1. In the list column
In the list column, you will create a new version of lon and lat with ifelse , geocoding if there are NA s, otherwise just copy the existing values. Subsequently, get rid of the old versions of the columns and disable the new ones:
library(dplyr) library(ggmap) library(tidyr)
2. Using do
do , on the other hand, creates a completely new data.frame from pieces of the old. This requires a slightly clumsy $ notation, s . to represent the grouped data.frame included in the system. Using if and else instead of ifelse avoids nesting the results in lists (which they should have been higher, anyway).
# Evaluate each row separately df %>% rowwise() %>% # Make a new data.frame from the first four columns and the geocode results or existing lon/lat do(bind_cols(.[1:4], if(any(is.na(c(.$lon, .$lat)))){ geocode(paste(.[1:4], collapse = ' ')) } else { .[5:6] }))
which returns the same as the first version.
3. On a subset, recombination with self-coupling
If ifelse too confusing, you can simply geocode the subset and then recombine by binding the lines to anti_join , i.e. all the lines that are in df , but not the subset . :
df %>% filter(is.na(lon) | is.na(lat)) %>% select(1:4) %>% bind_cols(geocode(paste(.$Street, .$City, .$State, .$Zip))) %>% bind_rows(anti_join(df, ., by = c('Street', 'Zip')))

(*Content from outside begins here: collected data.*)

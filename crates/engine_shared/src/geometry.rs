// crates/engine_shared/src/geometry.rs

/// Integer axis-aligned box in screen space (y grows downwards).
///
/// Edge setters move the box, they never resize it. Collision is strict
/// overlap: two boxes that only share an edge do not collide.
#[derive(Clone, Copy, Debug, Default, PartialEq, Eq, Hash)]
pub struct Rect {
    pub x: i32,
    pub y: i32,
    pub w: i32,
    pub h: i32,
}

impl Rect {
    pub const fn new(x: i32, y: i32, w: i32, h: i32) -> Self {
        Self { x, y, w, h }
    }

    /// Box of size `w`×`h` whose centre lands on (`cx`, `cy`), rounding towards the top-left.
    pub const fn from_center(cx: i32, cy: i32, w: i32, h: i32) -> Self {
        Self::new(cx - w / 2, cy - h / 2, w, h)
    }

    pub const fn left(&self) -> i32 {
        self.x
    }

    pub const fn right(&self) -> i32 {
        self.x + self.w
    }

    pub const fn top(&self) -> i32 {
        self.y
    }

    pub const fn bottom(&self) -> i32 {
        self.y + self.h
    }

    pub const fn centerx(&self) -> i32 {
        self.x + self.w / 2
    }

    pub const fn centery(&self) -> i32 {
        self.y + self.h / 2
    }

    pub fn set_left(&mut self, v: i32) {
        self.x = v;
    }

    pub fn set_right(&mut self, v: i32) {
        self.x = v - self.w;
    }

    pub fn set_top(&mut self, v: i32) {
        self.y = v;
    }

    pub fn set_bottom(&mut self, v: i32) {
        self.y = v - self.h;
    }

    pub fn set_centerx(&mut self, v: i32) {
        self.x = v - self.w / 2;
    }

    pub fn intersects(&self, other: &Rect) -> bool {
        self.w > 0
            && self.h > 0
            && other.w > 0
            && other.h > 0
            && self.left() < other.right()
            && other.left() < self.right()
            && self.top() < other.bottom()
            && other.top() < self.bottom()
    }

    /// Inclusive on every edge (hit-testing UI regions).
    pub fn contains_point(&self, px: f32, py: f32) -> bool {
        px >= self.left() as f32
            && px <= self.right() as f32
            && py >= self.top() as f32
            && py <= self.bottom() as f32
    }
}

#[cfg(test)]
mod tests {
    use super::*;

    #[test]
    fn center_rounds_like_integer_division() {
        let r = Rect::from_center(100, 500, 35, 50);
        assert_eq!((r.x, r.y), (83, 475));
        assert_eq!(r.centerx(), 100);
        assert_eq!(r.bottom(), 525);
    }

    #[test]
    fn setters_move_without_resizing() {
        let mut r = Rect::new(0, 0, 40, 40);
        r.set_bottom(450);
        r.set_centerx(200);
        assert_eq!(r, Rect::new(180, 410, 40, 40));
        r.set_right(800);
        assert_eq!(r.left(), 760);
    }

    #[test]
    fn touching_edges_do_not_collide() {
        let floor = Rect::new(0, 400, 100, 20);
        let standing = Rect::new(10, 350, 35, 50);
        assert!(!standing.intersects(&floor));

        let sunk = Rect::new(10, 351, 35, 50);
        assert!(sunk.intersects(&floor));
        assert!(floor.intersects(&sunk));
    }

    #[test]
    fn empty_rects_never_collide() {
        let a = Rect::new(0, 0, 0, 10);
        let b = Rect::new(-5, -5, 20, 20);
        assert!(!a.intersects(&b));
    }

    #[test]
    fn point_test_is_inclusive() {
        let button = Rect::new(250, 280, 300, 60);
        assert!(button.contains_point(250.0, 280.0));
        assert!(button.contains_point(550.0, 340.0));
        assert!(!button.contains_point(550.5, 300.0));
    }
}
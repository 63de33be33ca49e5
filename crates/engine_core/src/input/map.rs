// crates/engine_core/src/input/map.rs
use std::collections::HashMap;

use engine_shared::Intent;
use winit::keyboard::KeyCode;

/// Host-side commands that never reach the game.
#[derive(Debug, Clone, Copy, PartialEq, Eq)]
pub enum EngineAction {
    ToggleInspector,
}

#[derive(Debug, Clone, Copy, PartialEq, Eq)]
pub enum Binding {
    Game(Intent),
    Engine(EngineAction),
}

#[derive(Default)]
pub struct InputMap {
    key_bindings: HashMap<KeyCode, Binding>,
}

impl InputMap {
    pub fn new() -> Self {
        Self::default()
    }

    pub fn bind(&mut self, key: KeyCode, intent: Intent) {
        self.key_bindings.insert(key, Binding::Game(intent));
    }

    pub fn bind_engine(&mut self, key: KeyCode, action: EngineAction) {
        self.key_bindings.insert(key, Binding::Engine(action));
    }

    pub fn lookup(&self, key: KeyCode) -> Option<Binding> {
        self.key_bindings.get(&key).copied()
    }

    pub fn intent_for(&self, key: KeyCode) -> Option<Intent> {
        match self.lookup(key)? {
            Binding::Game(intent) => Some(intent),
            Binding::Engine(_) => None,
        }
    }
}
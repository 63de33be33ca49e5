// crates/engine_ecs/src/lib.rs
//! Generational-arena entity store.
//!
//! One `World` owns every entity of a running level. Components live in one
//! `SparseSet` per type, so "all enemies" or "all coins" is just a query over
//! the matching storage rather than a second collection to keep in sync.

mod entity;
mod storage;
mod world;

pub use entity::Entity;
pub use storage::{SparseSet, Storage};
pub use world::World;
//! Desktop entry point: parses flags, installs logging and runs the game.
//!
//! Usage:
//!   platformer                     # 800x600 window, 60 ticks/s
//!   platformer --scale 1.5         # bigger window, same field
//!   platformer --inspector --log-level debug

use anyhow::{Context, Result};
use clap::Parser;
use engine_core::{logging, App, AppConfig};
use platformer_game::tunables::TICK_RATE;
use platformer_game::Game;
use tracing::Level;

#[derive(Parser, Debug)]
#[command(name = "platformer")]
#[command(about = "Two-level 2D platformer")]
struct Cli {
    /// Initial window size as a multiple of the 800x600 field
    #[arg(long, default_value_t = 1.0, value_parser = parse_scale)]
    scale: f64,

    /// Simulation ticks per second
    #[arg(
        long,
        default_value_t = TICK_RATE,
        value_parser = clap::value_parser!(u32).range(10..=240)
    )]
    tick_rate: u32,

    /// Maximum log level (error, warn, info, debug, trace)
    #[arg(long, default_value_t = Level::INFO)]
    log_level: Level,

    /// Open the inspector window on start (F1 toggles it)
    #[arg(long)]
    inspector: bool,
}

fn parse_scale(s: &str) -> Result<f64, String> {
    let scale: f64 = s.parse().map_err(|e| format!("{e}"))?;
    if (0.25..=4.0).contains(&scale) {
        Ok(scale)
    } else {
        Err(format!("{scale} is outside 0.25..=4.0"))
    }
}

impl Cli {
    fn app_config(&self) -> AppConfig {
        AppConfig {
            title: "Platformer".to_string(),
            scale: self.scale,
            tick_rate: self.tick_rate,
            inspector: self.inspector,
        }
    }
}

fn main() -> Result<()> {
    let cli = Cli::parse();
    logging::init(cli.log_level);

    let config = cli.app_config();
    tracing::debug!(?config, "launching");

    App::new(config, Game::new())
        .run()
        .context("the game host stopped with an error")
}

#[cfg(test)]
mod tests {
    use super::*;

    #[test]
    fn defaults_match_the_classic_window() {
        let cli = Cli::parse_from(["platformer"]);
        let config = cli.app_config();
        assert_eq!(config.scale, 1.0);
        assert_eq!(config.tick_rate, TICK_RATE);
        assert_eq!(TICK_RATE, 60);
        assert!(!config.inspector);
        assert_eq!(cli.log_level, Level::INFO);
    }

    #[test]
    fn flags_reach_the_config() {
        let cli = Cli::parse_from([
            "platformer",
            "--scale",
            "1.5",
            "--tick-rate",
            "30",
            "--log-level",
            "debug",
            "--inspector",
        ]);
        let config = cli.app_config();
        assert_eq!(config.scale, 1.5);
        assert_eq!(config.tick_rate, 30);
        assert!(config.inspector);
        assert_eq!(cli.log_level, Level::DEBUG);
    }

    #[test]
    fn out_of_range_values_are_rejected() {
        assert!(Cli::try_parse_from(["platformer", "--scale", "9"]).is_err());
        assert!(Cli::try_parse_from(["platformer", "--tick-rate", "1000"]).is_err());
        assert!(Cli::try_parse_from(["platformer", "--log-level", "loud"]).is_err());
    }
}
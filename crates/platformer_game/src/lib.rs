// crates/platformer_game/src/lib.rs
//! Two-level side-scrolling platformer.
//!
//! `Game` owns the whole simulation and is driven by the host through
//! [`engine_shared::GameLogic`]; nothing in this crate touches a window or GPU.

pub mod components;
pub mod level;
pub mod menu;
pub mod present;
pub mod rating;
pub mod scene;
pub mod session;
pub mod state;
pub mod systems;
pub mod tunables;

pub use level::LevelId;
pub use session::Phase;
pub use state::Game;
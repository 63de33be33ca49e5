// crates/engine_physics/src/motion.rs

use engine_shared::Rect;

/// Horizontal back-and-forth walk between two x bounds.
#[derive(Clone, Copy, Debug, PartialEq, Eq)]
pub struct Patrol {
    pub left_bound: i32,
    pub right_bound: i32,
    /// +1 walking right, -1 walking left.
    pub direction: i32,
    pub speed: i32,
}

impl Patrol {
    pub fn new(left_bound: i32, right_bound: i32, speed: i32) -> Self {
        Self { left_bound, right_bound, direction: 1, speed: speed.max(1) }
    }

    /// `base × factor`, truncated, never slower than 1 unit per tick.
    pub fn scaled_speed(base: i32, factor: f32) -> i32 {
        ((base as f32 * factor) as i32).max(1)
    }

    /// Advance one tick and keep the walker standing on `anchor_top`.
    ///
    /// Touching a bound turns the walker around on the same tick; any overshoot
    /// is pushed back so the rect never leaves `[left_bound, right_bound]`.
    pub fn step(&mut self, rect: &mut Rect, anchor_top: i32) {
        rect.x += self.speed * self.direction;

        if rect.right() >= self.right_bound {
            rect.set_right(self.right_bound);
            self.direction = -1;
        } else if rect.left() <= self.left_bound {
            rect.set_left(self.left_bound);
            self.direction = 1;
        }

        rect.set_bottom(anchor_top);
    }

    pub fn contains(&self, rect: &Rect) -> bool {
        rect.left() >= self.left_bound && rect.right() <= self.right_bound
    }
}

/// Vertical bob shared by every collectible: `round(sin(t·rate)·amplitude)`.
/// Driven by global time so all coins move in phase.
pub fn bob_offset(elapsed_ms: u64, rate: f64, amplitude: f64) -> i32 {
    ((elapsed_ms as f64 * rate).sin() * amplitude).round() as i32
}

which returns the same, but with new geocoded strings at the top. The same approach works with a list column or do , but since there is no need to combine two sets of columns, just bind_cols will do the trick.
4. On a subset with mutate_geocode
ggmap actually includes a mutate_geocode function that will add lon and lat columns when passing data.frame and address column. This has a problem: it cannot take more than the column name for the address, and therefore requires a single column with the entire address. Thus, although this version can be quite enjoyable, it requires creating and deleting an extra column with the entire address, which makes it impossible:
df %>% filter(is.na(lon) | is.na(lat)) %>% select(1:4) %>% mutate(address = paste(Street, City, State, Zip)) %>%
5. Base R
The R base can directly assign a subset, which makes the idiom much easier here, even if it requires a lot of subsets:
df[is.na(df$lon) | is.na(df$lat), c('lon', 'lat')] <- geocode(paste(df$Street, df$City, df$State, df$Zip)[is.na(df$lon) | is.na(df$lat)])
The results are consistent with the first version.
All versions only call geocode twice.
Note that although you can use purrr for the job, it is not particularly better than regular dplyr . purrr has the advantage of working with lists, and although the column of the list is one of the parameters, it really does not need to be manipulated.